### Problem description
The lines you return should be those containing the string "responsibility", taken from the data below.

Dataset entries
== Segment start ==

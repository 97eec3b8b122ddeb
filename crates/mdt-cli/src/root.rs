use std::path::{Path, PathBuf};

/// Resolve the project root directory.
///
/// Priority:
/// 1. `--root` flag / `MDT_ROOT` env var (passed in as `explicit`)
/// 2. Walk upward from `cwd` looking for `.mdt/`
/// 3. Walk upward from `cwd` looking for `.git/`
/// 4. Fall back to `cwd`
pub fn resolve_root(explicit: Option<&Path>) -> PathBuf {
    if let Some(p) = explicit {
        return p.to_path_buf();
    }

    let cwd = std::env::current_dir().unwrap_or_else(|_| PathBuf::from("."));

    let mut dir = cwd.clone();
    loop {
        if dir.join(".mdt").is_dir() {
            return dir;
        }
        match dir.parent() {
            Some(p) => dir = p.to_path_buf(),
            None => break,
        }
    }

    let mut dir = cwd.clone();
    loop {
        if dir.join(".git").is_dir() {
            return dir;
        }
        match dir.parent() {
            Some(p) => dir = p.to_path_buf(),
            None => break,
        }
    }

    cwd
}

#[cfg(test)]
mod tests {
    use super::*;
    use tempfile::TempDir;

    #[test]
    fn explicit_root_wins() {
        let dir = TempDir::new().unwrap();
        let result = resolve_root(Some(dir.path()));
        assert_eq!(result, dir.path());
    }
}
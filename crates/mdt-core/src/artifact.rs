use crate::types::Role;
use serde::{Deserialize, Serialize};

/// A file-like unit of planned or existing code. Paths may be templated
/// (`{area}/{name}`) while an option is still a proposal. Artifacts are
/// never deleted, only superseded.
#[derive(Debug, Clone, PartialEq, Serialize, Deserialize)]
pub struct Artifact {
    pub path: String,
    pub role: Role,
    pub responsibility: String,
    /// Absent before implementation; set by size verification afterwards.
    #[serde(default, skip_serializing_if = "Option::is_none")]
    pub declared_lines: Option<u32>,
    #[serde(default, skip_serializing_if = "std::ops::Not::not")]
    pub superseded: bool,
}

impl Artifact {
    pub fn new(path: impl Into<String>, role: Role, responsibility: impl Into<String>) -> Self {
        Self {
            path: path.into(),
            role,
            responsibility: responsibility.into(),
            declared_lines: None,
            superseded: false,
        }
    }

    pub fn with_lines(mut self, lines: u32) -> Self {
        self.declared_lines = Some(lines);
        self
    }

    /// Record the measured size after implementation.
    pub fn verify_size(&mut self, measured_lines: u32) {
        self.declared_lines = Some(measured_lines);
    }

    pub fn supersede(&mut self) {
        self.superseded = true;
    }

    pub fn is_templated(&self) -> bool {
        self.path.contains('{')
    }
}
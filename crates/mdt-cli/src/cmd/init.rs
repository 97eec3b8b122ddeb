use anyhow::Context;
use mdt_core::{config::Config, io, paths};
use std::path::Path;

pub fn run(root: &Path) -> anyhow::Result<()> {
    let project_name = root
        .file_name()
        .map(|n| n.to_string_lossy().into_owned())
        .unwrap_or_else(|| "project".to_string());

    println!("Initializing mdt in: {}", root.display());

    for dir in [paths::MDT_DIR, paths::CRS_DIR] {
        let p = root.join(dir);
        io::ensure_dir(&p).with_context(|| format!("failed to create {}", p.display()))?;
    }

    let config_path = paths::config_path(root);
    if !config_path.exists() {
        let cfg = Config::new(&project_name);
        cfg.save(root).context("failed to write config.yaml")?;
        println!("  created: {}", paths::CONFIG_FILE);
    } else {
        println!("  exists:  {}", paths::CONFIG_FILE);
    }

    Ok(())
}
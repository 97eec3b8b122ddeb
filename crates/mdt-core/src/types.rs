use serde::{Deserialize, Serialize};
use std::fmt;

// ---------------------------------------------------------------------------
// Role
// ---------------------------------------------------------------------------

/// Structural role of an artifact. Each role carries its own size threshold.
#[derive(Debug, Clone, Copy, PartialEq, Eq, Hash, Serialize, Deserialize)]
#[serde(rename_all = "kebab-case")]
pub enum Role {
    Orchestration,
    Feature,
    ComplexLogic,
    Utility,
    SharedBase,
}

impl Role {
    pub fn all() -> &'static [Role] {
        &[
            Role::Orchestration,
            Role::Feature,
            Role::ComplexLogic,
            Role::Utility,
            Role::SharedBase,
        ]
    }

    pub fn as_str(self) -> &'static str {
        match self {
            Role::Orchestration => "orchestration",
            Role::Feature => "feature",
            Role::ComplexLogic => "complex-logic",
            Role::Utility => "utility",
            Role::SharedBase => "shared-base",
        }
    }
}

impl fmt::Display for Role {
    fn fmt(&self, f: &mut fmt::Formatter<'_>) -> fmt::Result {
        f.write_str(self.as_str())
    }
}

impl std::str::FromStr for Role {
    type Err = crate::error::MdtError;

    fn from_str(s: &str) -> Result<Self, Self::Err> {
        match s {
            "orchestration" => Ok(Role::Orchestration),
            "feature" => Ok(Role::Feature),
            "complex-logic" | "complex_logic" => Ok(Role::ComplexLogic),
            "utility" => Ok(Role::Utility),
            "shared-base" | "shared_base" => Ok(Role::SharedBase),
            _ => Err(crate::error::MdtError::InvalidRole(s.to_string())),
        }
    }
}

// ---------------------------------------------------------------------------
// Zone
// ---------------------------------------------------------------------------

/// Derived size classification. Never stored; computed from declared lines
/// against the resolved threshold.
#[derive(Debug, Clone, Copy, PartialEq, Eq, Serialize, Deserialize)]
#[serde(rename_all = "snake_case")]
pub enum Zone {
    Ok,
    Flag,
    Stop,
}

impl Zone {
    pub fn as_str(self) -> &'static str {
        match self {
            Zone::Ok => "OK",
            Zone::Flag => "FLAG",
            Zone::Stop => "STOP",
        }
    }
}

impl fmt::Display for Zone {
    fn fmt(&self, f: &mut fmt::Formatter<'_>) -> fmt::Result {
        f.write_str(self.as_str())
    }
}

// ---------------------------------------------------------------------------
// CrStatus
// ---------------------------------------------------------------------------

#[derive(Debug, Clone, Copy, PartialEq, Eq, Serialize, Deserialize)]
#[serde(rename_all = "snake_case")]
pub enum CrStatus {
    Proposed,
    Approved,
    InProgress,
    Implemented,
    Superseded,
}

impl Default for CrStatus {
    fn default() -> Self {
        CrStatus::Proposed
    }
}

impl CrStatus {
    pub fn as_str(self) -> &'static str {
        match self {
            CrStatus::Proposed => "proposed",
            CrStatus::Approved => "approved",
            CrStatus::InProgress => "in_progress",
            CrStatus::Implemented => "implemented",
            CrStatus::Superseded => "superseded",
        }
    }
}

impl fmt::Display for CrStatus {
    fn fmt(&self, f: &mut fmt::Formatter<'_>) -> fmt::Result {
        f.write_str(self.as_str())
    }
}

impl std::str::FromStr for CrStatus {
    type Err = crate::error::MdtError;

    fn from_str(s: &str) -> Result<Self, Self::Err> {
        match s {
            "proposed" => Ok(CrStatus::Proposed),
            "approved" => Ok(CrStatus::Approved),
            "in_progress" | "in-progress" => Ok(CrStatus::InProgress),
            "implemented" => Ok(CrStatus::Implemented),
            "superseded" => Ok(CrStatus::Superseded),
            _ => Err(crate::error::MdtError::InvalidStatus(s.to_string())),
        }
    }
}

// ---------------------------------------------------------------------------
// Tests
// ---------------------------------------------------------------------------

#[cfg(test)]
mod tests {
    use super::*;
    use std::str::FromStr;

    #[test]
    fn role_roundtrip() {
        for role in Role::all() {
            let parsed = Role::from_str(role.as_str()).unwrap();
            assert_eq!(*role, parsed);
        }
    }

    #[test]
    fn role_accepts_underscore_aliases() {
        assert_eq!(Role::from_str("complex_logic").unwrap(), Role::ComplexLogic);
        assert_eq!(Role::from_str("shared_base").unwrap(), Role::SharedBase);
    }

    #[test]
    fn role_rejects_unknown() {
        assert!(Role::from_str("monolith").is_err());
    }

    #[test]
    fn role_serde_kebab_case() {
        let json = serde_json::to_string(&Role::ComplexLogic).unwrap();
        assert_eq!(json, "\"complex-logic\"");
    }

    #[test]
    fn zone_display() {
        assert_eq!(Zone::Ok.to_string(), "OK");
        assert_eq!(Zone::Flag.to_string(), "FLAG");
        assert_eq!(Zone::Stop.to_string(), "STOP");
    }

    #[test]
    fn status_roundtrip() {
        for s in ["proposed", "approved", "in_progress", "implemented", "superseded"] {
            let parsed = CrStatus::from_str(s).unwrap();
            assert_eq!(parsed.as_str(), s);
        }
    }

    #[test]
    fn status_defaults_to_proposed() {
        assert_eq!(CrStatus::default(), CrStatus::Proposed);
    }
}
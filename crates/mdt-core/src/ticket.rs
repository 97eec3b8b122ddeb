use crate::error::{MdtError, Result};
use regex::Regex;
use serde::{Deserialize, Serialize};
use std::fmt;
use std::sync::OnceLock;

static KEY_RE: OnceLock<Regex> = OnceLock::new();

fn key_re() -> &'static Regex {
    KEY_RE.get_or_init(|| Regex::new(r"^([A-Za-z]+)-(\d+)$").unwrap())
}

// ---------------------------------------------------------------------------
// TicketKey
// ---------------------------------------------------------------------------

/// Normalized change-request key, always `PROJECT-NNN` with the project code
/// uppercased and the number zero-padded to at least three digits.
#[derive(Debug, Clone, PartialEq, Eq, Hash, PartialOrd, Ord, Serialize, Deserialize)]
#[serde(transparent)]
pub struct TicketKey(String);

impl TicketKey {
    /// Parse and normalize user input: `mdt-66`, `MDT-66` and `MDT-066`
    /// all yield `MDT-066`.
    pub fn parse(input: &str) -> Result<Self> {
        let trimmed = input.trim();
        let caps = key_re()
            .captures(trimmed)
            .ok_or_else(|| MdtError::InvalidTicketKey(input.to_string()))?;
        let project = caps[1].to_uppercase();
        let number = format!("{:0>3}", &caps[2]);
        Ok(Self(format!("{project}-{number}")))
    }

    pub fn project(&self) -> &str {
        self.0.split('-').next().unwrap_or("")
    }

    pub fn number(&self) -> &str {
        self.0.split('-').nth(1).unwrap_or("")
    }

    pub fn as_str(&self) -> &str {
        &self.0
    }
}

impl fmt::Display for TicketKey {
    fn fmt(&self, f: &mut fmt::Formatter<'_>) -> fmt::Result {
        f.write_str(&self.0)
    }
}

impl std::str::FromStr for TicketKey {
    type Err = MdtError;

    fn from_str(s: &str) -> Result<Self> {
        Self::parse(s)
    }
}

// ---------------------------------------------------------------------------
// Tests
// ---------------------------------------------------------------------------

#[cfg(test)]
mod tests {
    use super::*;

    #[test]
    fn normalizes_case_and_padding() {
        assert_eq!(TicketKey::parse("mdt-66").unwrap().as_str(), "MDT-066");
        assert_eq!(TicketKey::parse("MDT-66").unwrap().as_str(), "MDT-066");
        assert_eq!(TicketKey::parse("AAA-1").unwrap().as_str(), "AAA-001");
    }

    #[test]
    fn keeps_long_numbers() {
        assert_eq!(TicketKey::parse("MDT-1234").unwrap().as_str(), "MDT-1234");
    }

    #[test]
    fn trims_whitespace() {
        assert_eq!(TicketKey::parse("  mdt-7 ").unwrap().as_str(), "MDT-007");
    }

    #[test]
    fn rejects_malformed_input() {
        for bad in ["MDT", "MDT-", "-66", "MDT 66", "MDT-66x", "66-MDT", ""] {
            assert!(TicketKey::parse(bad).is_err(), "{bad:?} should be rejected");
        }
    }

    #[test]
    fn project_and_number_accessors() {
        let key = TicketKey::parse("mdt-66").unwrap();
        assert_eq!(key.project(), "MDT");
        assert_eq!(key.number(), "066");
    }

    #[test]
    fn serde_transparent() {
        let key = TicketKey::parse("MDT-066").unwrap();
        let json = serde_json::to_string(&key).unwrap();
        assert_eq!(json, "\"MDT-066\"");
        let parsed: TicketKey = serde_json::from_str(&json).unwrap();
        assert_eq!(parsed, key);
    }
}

== Segment end ==
== Segment start ==

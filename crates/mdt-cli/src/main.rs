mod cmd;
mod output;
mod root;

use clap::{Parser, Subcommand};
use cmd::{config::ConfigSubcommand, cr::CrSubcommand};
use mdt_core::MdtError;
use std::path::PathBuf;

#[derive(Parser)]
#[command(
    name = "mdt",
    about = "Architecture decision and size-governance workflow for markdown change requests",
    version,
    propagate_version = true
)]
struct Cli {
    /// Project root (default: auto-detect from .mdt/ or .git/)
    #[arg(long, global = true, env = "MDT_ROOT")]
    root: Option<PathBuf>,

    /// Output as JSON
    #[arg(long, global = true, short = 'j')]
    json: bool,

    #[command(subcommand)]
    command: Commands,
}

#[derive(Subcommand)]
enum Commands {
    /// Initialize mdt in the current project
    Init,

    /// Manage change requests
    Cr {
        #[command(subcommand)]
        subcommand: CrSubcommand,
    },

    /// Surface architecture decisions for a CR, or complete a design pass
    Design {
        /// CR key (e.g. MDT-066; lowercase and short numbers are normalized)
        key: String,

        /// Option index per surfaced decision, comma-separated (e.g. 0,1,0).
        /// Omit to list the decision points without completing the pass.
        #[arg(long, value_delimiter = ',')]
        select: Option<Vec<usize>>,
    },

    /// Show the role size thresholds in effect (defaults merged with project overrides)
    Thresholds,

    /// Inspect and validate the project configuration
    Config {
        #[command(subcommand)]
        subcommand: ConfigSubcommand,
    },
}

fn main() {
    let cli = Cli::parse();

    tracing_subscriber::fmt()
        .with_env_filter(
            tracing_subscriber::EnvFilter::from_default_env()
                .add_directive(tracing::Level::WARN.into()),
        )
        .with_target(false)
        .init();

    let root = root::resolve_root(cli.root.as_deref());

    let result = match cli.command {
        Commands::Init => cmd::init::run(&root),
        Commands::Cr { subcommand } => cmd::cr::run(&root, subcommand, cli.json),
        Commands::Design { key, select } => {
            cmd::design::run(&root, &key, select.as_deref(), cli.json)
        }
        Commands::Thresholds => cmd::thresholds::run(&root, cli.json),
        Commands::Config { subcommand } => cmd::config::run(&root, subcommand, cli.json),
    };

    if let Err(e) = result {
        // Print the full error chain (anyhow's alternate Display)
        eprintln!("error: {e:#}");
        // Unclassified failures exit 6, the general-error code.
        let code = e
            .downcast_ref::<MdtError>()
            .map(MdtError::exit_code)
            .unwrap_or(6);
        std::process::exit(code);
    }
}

== Segment end ==

### Final answer
    pub responsibility: String,
    pub fn new(path: impl Into<String>, role: Role, responsibility: impl Into<String>) -> Self {
            responsibility: responsibility.into(),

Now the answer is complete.